ANALYSIS: The Massive Holes in de Blasio’s ‘Open Streets’ Announcement

Even people who offered positive quotes in the mayor's press release are complaining of a lack of substance in the open space initiative

Vanderbilt Avenue was one of the open street successes last year. It will return this year — again, thanks to a massive fundraising and volunteer effort. Photo: Prospect Heights Neighborhood Development Council
Vanderbilt Avenue was one of the open street successes last year. It will return this year — again, thanks to a massive fundraising and volunteer effort. Photo: Prospect Heights Neighborhood Development Council

Go back to the drawing board.

Mayor de Blasio is under fire this week for his “confusing” and “underwhelming” announcement last week of a new application process for open streets — and some of the flak is coming from the very pols and local volunteers whose names were attached to the press release.

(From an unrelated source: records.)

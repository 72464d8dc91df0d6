//! Suppression of accidental double sends.

use chrono::{DateTime, Duration, Utc};

use crate::reconcile::normalize_body;
use crate::CoreError;

/// Rejects a send whose content matches one issued within the cool-down.
#[derive(Debug, Clone)]
pub struct SendGuard {
    cooldown: Duration,
    recent: Vec<(String, DateTime<Utc>)>,
}

impl SendGuard {
    /// Create a guard with the given cool-down window.
    pub fn new(cooldown: Duration) -> Self {
        Self {
            cooldown,
            recent: Vec::new(),
        }
    }

    /// Check `content` against recent sends and remember it if accepted.
    pub fn check_and_record(&mut self, content: &str, now: DateTime<Utc>) -> Result<(), CoreError> {
        let normalized = normalize_body(content);
        if normalized.is_empty() {
            return Err(CoreError::InvalidInput("message is empty".to_string()));
        }

        let cooldown = self.cooldown;
        self.recent.retain(|(_, sent_at)| now - *sent_at < cooldown);

        if let Some((_, sent_at)) = self.recent.iter().find(|(text, _)| *text == normalized) {
            let retry_in = cooldown - (now - *sent_at);
            return Err(CoreError::DuplicateSend {
                retry_in_ms: retry_in.num_milliseconds(),
            });
        }

        self.recent.push((normalized, now));
        Ok(())
    }
}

Most of the concern stems from the vague quality of the announcement itself, which invited volunteer organizations to apply on the city’s website to create open streets (or re-apply, if the volunteer effort is already in place). The Department of Transportation will “work with community partners to develop operational plans,” but the press release made it clear that community volunteers will still be entirely responsible for “managing street closure barricades,” “coordinating operations and any programming” and “notifying local stakeholders and the community about” the open street.

The press release was under attack even before it dried — including from some people whose names are on it.

“Of course I was underwhelmed,” Manhattan Borough President Gale Brewer told Streetsblog this week. “The announcement doesn’t help people out, and it was confusing.”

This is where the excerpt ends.